Items from a data source
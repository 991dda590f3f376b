//! Database-id validation: the id becomes a filename component, so it must
//! be safe against path traversal.

use crate::error::{Error, Result};

/// Maximum length, in bytes, of a database id.
pub const MAX_DATABASE_ID_BYTES: usize = 128;

/// Validates a database id: non-empty, at most 128 bytes, no
/// `..`, no `/` or `\`, no NUL byte.
///
/// # Errors
/// Returns a validation error naming which rule was violated.
pub fn validate_database_id(id: &str) -> Result<()> {
    if id.is_empty() {
        return Err(Error::validation("database id must not be empty"));
    }
    if id.len() > MAX_DATABASE_ID_BYTES {
        return Err(Error::validation(format!(
            "database id exceeds {MAX_DATABASE_ID_BYTES} bytes"
        )));
    }
    if id.contains("..") {
        return Err(Error::validation("database id must not contain '..'"));
    }
    if id.contains('/') || id.contains('\\') {
        return Err(Error::validation(
            "database id must not contain '/' or '\\'",
        ));
    }
    if id.contains('\0') {
        return Err(Error::validation("database id must not contain a NUL byte"));
    }
    Ok(())
}

/// Builds the on-disk path for `database_id` under `data_dir`, per the
/// `{data-dir}/sql/{database-id}.db` layout.
///
/// # Errors
/// Returns a validation error if `database_id` itself is invalid.
pub fn database_path(data_dir: &std::path::Path, database_id: &str) -> Result<std::path::PathBuf> {
    validate_database_id(database_id)?;
    Ok(data_dir.join("sql").join(format!("{database_id}.db")))
}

:: Aim of the exercise ::
All of the data must be returned exactly.

:: Response ::
repository 991dda590f3f376b
//! Database-id validation: the id becomes a filename component, so it must
//! be safe against path traversal.

use crate::error::{Error, Result};

/// Maximum length, in bytes, of a database id.
pub const MAX_DATABASE_ID_BYTES: usize = 128;

/// Validates a database id: non-empty, at most 128 bytes, no
/// `..`, no `/` or `\`, no NUL byte.
///
/// # Errors
/// Returns a validation error naming which rule was violated.
pub fn validate_database_id(id: &str) -> Result<()> {
    if id.is_empty() {
        return Err(Error::validation("database id must not be empty"));
    }
    if id.len() > MAX_DATABASE_ID_BYTES {
        return Err(Error::validation(format!(
            "database id exceeds {MAX_DATABASE_ID_BYTES} bytes"
        )));
    }
    if id.contains("..") {
        return Err(Error::validation("database id must not contain '..'"));
    }
    if id.contains('/') || id.contains('\\') {
        return Err(Error::validation(
            "database id must not contain '/' or '\\'",
        ));
    }
    if id.contains('\0') {
        return Err(Error::validation("database id must not contain a NUL byte"));
    }
    Ok(())
}

/// Builds the on-disk path for `database_id` under `data_dir`, per the
/// `{data-dir}/sql/{database-id}.db` layout.
///
/// # Errors
/// Returns a validation error if `database_id` itself is invalid.
pub fn database_path(data_dir: &std::path::Path, database_id: &str) -> Result<std::path::PathBuf> {
    validate_database_id(database_id)?;
    Ok(data_dir.join("sql").join(format!("{database_id}.db")))
}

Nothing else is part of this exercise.